Menurut Haroen, Juniati, dan Windani (2008) kondisi psikologis perempuan dengan HIV positif dapat menjadi indikator kualitas hidup yang dimiliki. Haroen, Juaniti, dan Windani (2008) menambahkan terdapat tiga bentuk kondisi psikologis pada perempuan dengan HIV yakni mudah emosional, merasa ketakutan akan menularkan HIV, dan penyangkalan status HIV. Kondisi-kondisi psikologis tersebut selanjutnya akan berdampak kepada perjalanan hidup perempuan dengan HIV positif. Perempuan lebih rentan terinfeksi HIV sebagai akibat dari adanya peran tradisional yang dijalankan dalam kehidupan bermasyarakat (UNICEF Indonesia, 2012). Umumnya, perempuan usia dewasa menjalankan peran sebagai seorang ibu rumah tangga. Hal ini sejalan dengan riset yang dilakukan oleh Kemenkes RI pada tahun 2013 terkait Estimasi dan Proyeksi HIV-AIDS di Indonesia Tahun 2011-2016, yang menemukan bahwa terjadi peningkatan jumlah infeksi HIV-AIDS pada kelompok ibu rumah tangga di setiap tahunnya (Kemenkes RI, 2013) . Hingga saat ini, belum terdapat data pasti terkait jumlah ibu rumah tangga yang terinfeksi HIV-AIDS. Hal ini disebabkan rendahnya kesadaran ODHA untuk melakukan pendataan secara resmi dengan menggunakan kartu tanda penduduk, sehingga tidak dapat dilakukan pencatatan secara pasti perihal jumlah ibu rumah tangga yang terinfeksi HIV-AIDS.

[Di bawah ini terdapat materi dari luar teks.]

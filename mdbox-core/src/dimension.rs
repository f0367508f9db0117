//! Dimensions and per-box extents.

use crate::{Error, Result};

#[cfg(feature = "serde")]
use serde::{Deserialize, Serialize};

/// Min/max range of a box in one dimension.
#[derive(Debug, Clone, Copy, PartialEq, Default)]
#[cfg_attr(feature = "serde", derive(Serialize, Deserialize))]
pub struct Extent {
    pub min: f64,
    pub max: f64,
}

impl Extent {
    #[inline]
    #[must_use]
    pub fn new(min: f64, max: f64) -> Self {
        Self { min, max }
    }

    #[inline]
    #[must_use]
    pub fn size(&self) -> f64 {
        self.max - self.min
    }

    /// Half-open containment: `min <= value < max`.
    #[inline]
    #[must_use]
    pub fn contains(&self, value: f64) -> bool {
        self.min <= value && value < self.max
    }
}

/// An axis of the multi-dimensional space.
#[derive(Debug, Clone, PartialEq)]
#[cfg_attr(feature = "serde", derive(Serialize, Deserialize))]
pub struct Dimension {
    /// Stable identifier, e.g. `"Q_lab_x"`.
    pub id: String,
    /// Display name.
    pub name: String,
    pub units: String,
    pub min: f64,
    pub max: f64,
    /// Bin count used when the space is histogrammed.
    pub n_bins: usize,
}

impl Dimension {
    /// Creates a dimension whose id and name are the same.
    ///
    /// # Errors
    /// Returns an error if `min >= max` or a bound is not finite.
    pub fn new(name: &str, units: &str, min: f64, max: f64, n_bins: usize) -> Result<Self> {
        if !(min.is_finite() && max.is_finite() && min < max) {
            return Err(Error::InvalidExtents { dim: 0, min, max });
        }
        Ok(Self {
            id: name.to_string(),
            name: name.to_string(),
            units: units.to_string(),
            min,
            max,
            n_bins,
        })
    }

    #[must_use]
    pub fn extent(&self) -> Extent {
        Extent::new(self.min, self.max)
    }
}

/// Inverse of the volume spanned by `extents`.
///
/// Zero-sized boxes report `0.0` instead of infinity.
#[must_use]
pub fn inverse_volume(extents: &[Extent]) -> f64 {
    let volume: f64 = extents.iter().map(Extent::size).product();
    if volume > 0.0 {
        1.0 / volume
    } else {
        0.0
    }
}

#[cfg(test)]
mod tests {
    use super::*;
    use approx::assert_relative_eq;

    #[test]
    fn test_dimension_validation() {
        assert!(Dimension::new("x", "A", 0.0, 1.0, 10).is_ok());
        assert!(Dimension::new("x", "A", 1.0, 1.0, 10).is_err());
        assert!(Dimension::new("x", "A", f64::NAN, 1.0, 10).is_err());
    }

    #[test]
    fn test_inverse_volume() {
        let extents = [Extent::new(0.0, 2.0), Extent::new(-1.0, 1.0)];
        assert_relative_eq!(inverse_volume(&extents), 0.25);
        assert_relative_eq!(inverse_volume(&[Extent::new(1.0, 1.0)]), 0.0);
    }

    #[test]
    fn test_extent_is_half_open() {
        let extent = Extent::new(0.0, 1.0);
        assert!(extent.contains(0.0));
        assert!(!extent.contains(1.0));
    }
}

Semenjak tahun 2010, semakin banyak ibu rumah tangga yang terinfeksi HIV, padahal sehari-harinya sibuk di rumah dan tidak memiliki pengetahuan tentang HIV.

Hal ini sejalan dengan pendapat dr. Nafsiah Mboi SpA, MPH Menteri Kesehatan Republik Indonesia pada masa kabinet Indonesia Bersatu II, bahwa hingga tahun 2012 terjadi peningkatan jumlah penularan HIV dari suami kepada istrinya (Wardah, 2013). Sadli (2010) menambahkan bahwa di kalangan masyarakat beredar mitos dan stereotype bahwa seorang ibu rumah tangga adalah perempuan baik-baik. Perempuan baik-baik tidak mungkin terkena HIV-AIDS, sehingga kelompok ibu rumah tangga tidak dijadikan sasaran kampanye atau edukasi mengenai HIV-AIDS.

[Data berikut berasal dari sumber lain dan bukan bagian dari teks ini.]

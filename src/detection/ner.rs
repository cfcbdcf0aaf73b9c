//! NER strategy: batches non-null samples to an external HTTP entity
//! recognizer behind a circuit breaker. `HttpNerClient` handles timeouts,
//! status-code branching, and JSON (de)serialization over `reqwest`; the
//! breaker itself is modeled as an explicit closed/open/half-open state
//! machine.

use super::Strategy;
use crate::collaborators::{NerClient, NerEntity};
use crate::config::{CircuitBreakerConfig, NerConfig};
use crate::domain::detection::{DetectionResult, PiiCandidate, StrategyName};
use crate::domain::sample::SampleData;
use crate::domain::schema::Column;
use crate::error::{NerError, StrategyError};
use async_trait::async_trait;
use serde::{Deserialize, Serialize};
use std::collections::HashMap;
use std::sync::Mutex;
use std::time::{Duration, Instant};

#[derive(Debug, Serialize)]
struct NerRequestBody<'a> {
    texts: &'a [String],
    column: &'a str,
}

#[derive(Debug, Deserialize)]
struct NerResponseBody {
    entities: Vec<NerResponseEntity>,
}

#[derive(Debug, Deserialize)]
struct NerResponseEntity {
    text: String,
    label: String,
    score: f64,
}

/// Production `NerClient`: one HTTP POST per call, no retry/breaker logic
/// of its own — that lives in `NerStrategy`, which is the thing that knows
/// about consecutive-failure counting across calls.
pub struct HttpNerClient {
    http_client: reqwest::Client,
    url: String,
    timeout: Duration,
}

impl HttpNerClient {
    pub fn new(config: &NerConfig) -> Self {
        Self {
            http_client: reqwest::Client::new(),
            url: config.url.clone(),
            timeout: Duration::from_secs(config.timeout_seconds),
        }
    }
}

#[async_trait]
impl NerClient for HttpNerClient {
    async fn detect_entities(
        &self,
        column: &str,
        texts: &[String],
    ) -> Result<Vec<NerEntity>, NerError> {
        let body = NerRequestBody { texts, column };
        let response = self
            .http_client
            .post(&self.url)
            .timeout(self.timeout)
            .json(&body)
            .send()
            .await
            .map_err(|e| {
                if e.is_timeout() {
                    NerError::Timeout(self.timeout.as_secs())
                } else {
                    NerError::Transport(e.to_string())
                }
            })?;

        let status = response.status();
        if !status.is_success() {
            return Err(NerError::Status(status.as_u16()));
        }

        let parsed: NerResponseBody = response
            .json()
            .await
            .map_err(|e| NerError::InvalidResponse(e.to_string()))?;

        Ok(parsed
            .entities
            .into_iter()
            .map(|e| NerEntity { text: e.text, label: e.label, score: e.score })
            .collect())
    }
}

#[derive(Debug, Default)]
struct BreakerState {
    consecutive_failures: u32,
    opened_at: Option<Instant>,
}

/// Circuit breaker guarding the NER collaborator. Opens after
/// `failure_threshold` consecutive failures; a single success closes it.
/// After `reset_timeout` elapses while open, one trial call is let through
/// (half-open) without yet clearing the failure count.
struct CircuitBreaker {
    config: CircuitBreakerConfig,
    state: Mutex<BreakerState>,
}

impl CircuitBreaker {
    fn new(config: CircuitBreakerConfig) -> Self {
        Self { config, state: Mutex::new(BreakerState::default()) }
    }

    fn allow_request(&self) -> bool {
        let state = self.state.lock().expect("breaker mutex poisoned");
        match state.opened_at {
            None => true,
            Some(opened_at) => opened_at.elapsed() >= Duration::from_secs(self.config.reset_timeout_seconds),
        }
    }

    fn record_success(&self) {
        let mut state = self.state.lock().expect("breaker mutex poisoned");
        state.consecutive_failures = 0;
        state.opened_at = None;
    }

    fn record_failure(&self) {
        let mut state = self.state.lock().expect("breaker mutex poisoned");
        state.consecutive_failures += 1;
        if state.consecutive_failures >= self.config.failure_threshold {
            state.opened_at = Some(Instant::now());
        }
    }

    #[cfg(test)]
    fn is_open(&self) -> bool {
        !self.allow_request()
    }
}

pub struct NerStrategy {
    client: std::sync::Arc<dyn NerClient>,
    breaker: CircuitBreaker,
    max_samples: usize,
    retry_attempts: u32,
}

impl NerStrategy {
    pub fn new(client: std::sync::Arc<dyn NerClient>, config: &NerConfig) -> Self {
        Self {
            client,
            breaker: CircuitBreaker::new(config.circuit_breaker.clone()),
            max_samples: config.max_samples,
            retry_attempts: config.retry_attempts,
        }
    }

    async fn call_with_retries(&self, column: &str, texts: &[String]) -> Result<Vec<NerEntity>, NerError> {
        let mut attempt = 0;
        loop {
            match self.client.detect_entities(column, texts).await {
                Ok(entities) => return Ok(entities),
                Err(e) if attempt < self.retry_attempts => {
                    attempt += 1;
                    let backoff = Duration::from_millis(100 * 2u64.pow(attempt));
                    tracing::debug!("NER call failed ({e}), retrying in {backoff:?} (attempt {attempt})");
                    tokio::time::sleep(backoff).await;
                },
                Err(e) => return Err(e),
            }
        }
    }
}

#[async_trait]
impl Strategy for NerStrategy {
    fn name(&self) -> StrategyName {
        StrategyName::Ner
    }

    async fn detect(
        &self,
        column: &Column,
        sample_data: Option<&SampleData>,
    ) -> Result<DetectionResult, StrategyError> {
        let Some(samples) = sample_data else {
            return Ok(DetectionResult::empty(column.id));
        };
        let texts: Vec<String> = samples
            .non_null_text_samples()
            .into_iter()
            .take(self.max_samples)
            .map(str::to_string)
            .collect();
        if texts.is_empty() {
            return Ok(DetectionResult::empty(column.id));
        }

        if !self.breaker.allow_request() {
            tracing::debug!("NER circuit breaker open, skipping column {}", column.name);
            return Ok(DetectionResult::empty(column.id));
        }

        let entities = match self.call_with_retries(&column.name, &texts).await {
            Ok(entities) => {
                self.breaker.record_success();
                entities
            },
            Err(e) => {
                tracing::warn!("NER strategy failed on column {}: {e}", column.name);
                self.breaker.record_failure();
                return Ok(DetectionResult::empty(column.id));
            },
        };

        let mut by_label: HashMap<String, f64> = HashMap::new();
        for entity in entities {
            let slot = by_label.entry(entity.label).or_insert(0.0);
            if entity.score > *slot {
                *slot = entity.score;
            }
        }

        let candidates = by_label
            .into_iter()
            .map(|(label, score)| {
                PiiCandidate::new(
                    column.id,
                    label.clone(),
                    score,
                    StrategyName::Ner,
                    format!("NER entity label {label}"),
                )
            })
            .collect();

        Ok(DetectionResult { column_id: column.id, candidates })
    }
}

#[cfg(test)]
mod tests {
    use super::*;
    use crate::domain::sample::SampleValue;
    use crate::domain::schema::{ColumnId, TableId};
    use async_trait::async_trait;
    use std::sync::atomic::{AtomicUsize, Ordering};
    use std::sync::Arc;

    struct AlwaysFailingClient {
        calls: Arc<AtomicUsize>,
    }

    #[async_trait]
    impl NerClient for AlwaysFailingClient {
        async fn detect_entities(
            &self,
            _column: &str,
            _texts: &[String],
        ) -> Result<Vec<NerEntity>, NerError> {
            self.calls.fetch_add(1, Ordering::SeqCst);
            Err(NerError::Status(500))
        }
    }

    fn column() -> Column {
        Column {
            id: ColumnId(0),
            table_id: TableId(0),
            name: "notes".into(),
            jdbc_type: 12,
            db_type_name: "varchar".into(),
            comments: None,
            size: None,
            nullable: true,
            primary_key: false,
        }
    }

    fn samples() -> SampleData {
        SampleData::new(ColumnId(0), vec![SampleValue::Text("some free text".into())])
    }

    #[tokio::test]
    async fn breaker_opens_after_threshold_consecutive_failures() {
        let calls = Arc::new(AtomicUsize::new(0));
        let client = Arc::new(AlwaysFailingClient { calls: calls.clone() });
        let mut config = NerConfig::default();
        config.retry_attempts = 0;
        config.circuit_breaker.failure_threshold = 5;
        let strategy = NerStrategy::new(client, &config);

        for _ in 0..5 {
            let result = strategy.detect(&column(), Some(&samples())).await.unwrap();
            assert!(result.candidates.is_empty());
        }
        assert_eq!(calls.load(Ordering::SeqCst), 5);
        assert!(strategy.breaker.is_open());

        for _ in 0..10 {
            strategy.detect(&column(), Some(&samples())).await.unwrap();
        }
        assert_eq!(calls.load(Ordering::SeqCst), 5, "breaker should suppress further calls");
    }

    #[tokio::test]
    async fn a_single_success_closes_the_breaker() {
        struct FlakyClient {
            fail_first: std::sync::atomic::AtomicBool,
        }
        #[async_trait]
        impl NerClient for FlakyClient {
            async fn detect_entities(
                &self,
                _column: &str,
                _texts: &[String],
            ) -> Result<Vec<NerEntity>, NerError> {
                if self.fail_first.swap(false, Ordering::SeqCst) {
                    Err(NerError::Status(500))
                } else {
                    Ok(vec![NerEntity { text: "x".into(), label: "PERSON".into(), score: 0.9 }])
                }
            }
        }

        let client = Arc::new(FlakyClient { fail_first: std::sync::atomic::AtomicBool::new(true) });
        let mut config = NerConfig::default();
        config.retry_attempts = 0;
        let strategy = NerStrategy::new(client, &config);

        strategy.detect(&column(), Some(&samples())).await.unwrap();
        assert_eq!(strategy.breaker.state.lock().unwrap().consecutive_failures, 1);

        let result = strategy.detect(&column(), Some(&samples())).await.unwrap();
        assert_eq!(result.candidates.len(), 1);
        assert_eq!(strategy.breaker.state.lock().unwrap().consecutive_failures, 0);
    }
}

Menurut Dalimoenthe (2011), seorang ibu rumah tangga dapat menjadi kelompok rentan dari penularan HIV-AIDS karena suami yang melakukan penyimpangan sosial, baik karena sering berganti-ganti pasangan atau karena pecandu narkoba. Disamping itu, seorang ibu rumah tangga tidak memiliki pengetahuan dan kesadaran yang memadai terkait HIV-AIDS. Terdapat tiga faktor utama yang memengaruhi ibu rumah tangga menjadi sangat rentan terhadap penularan (Dalimoenthe, 2011). Pertama adalah faktor biologis dari struktur dalam vagina yang terdapat banyak lipatan membuat permukaannya menjadi luas dan dinding vagina sendiri memiliki lapisan tipis yang mudah terluka. Faktor kedua adalah faktor sosial-kultural yang memposisikan perempuan sukar menolak hubungan seksual dengan pasangannya karena perempuan tidak memiliki kekuasaan untuk menyarankan penggunaan kondom dalam hubungan seksual. Ketiga adalah faktor ekonomi bahwa perempuan umumnya sangat bergantung secara ekonomi kepada laki-laki. Ini menyebabkan perempuan tidak memiliki posisi tawar menolak hubungan seksual dengan pasangannya.

Ibu rumah tangga secara umum telah memiliki permasalahan sendiri terkait peran di rumah seperti yang dikemukakan oleh Frieze (1978). Ketika ibu rumah tangga

terinfeksi HIV, akan menambah pelik permasalahan yang dihadapi oleh ibu rumah tangga. Menurut Nursalam dan Kurniati (2008), terdapat empat bentuk perubahan pada individu dengan HIV yang dapat menghadirkan permasalahan di kemudian hari, yakni perubahan respon biologis (imunitas), respon adaptif psikologis, respon adaptif spiritual, dan respon adaptif sosial. Perubahan-perubahan sebagai dampak HIV mengakibatkan kehidupan yang dijalani oleh ibu rumah tangga berstatus HIV positif menjadi semakin kompleks dan rentan terhadap konflik.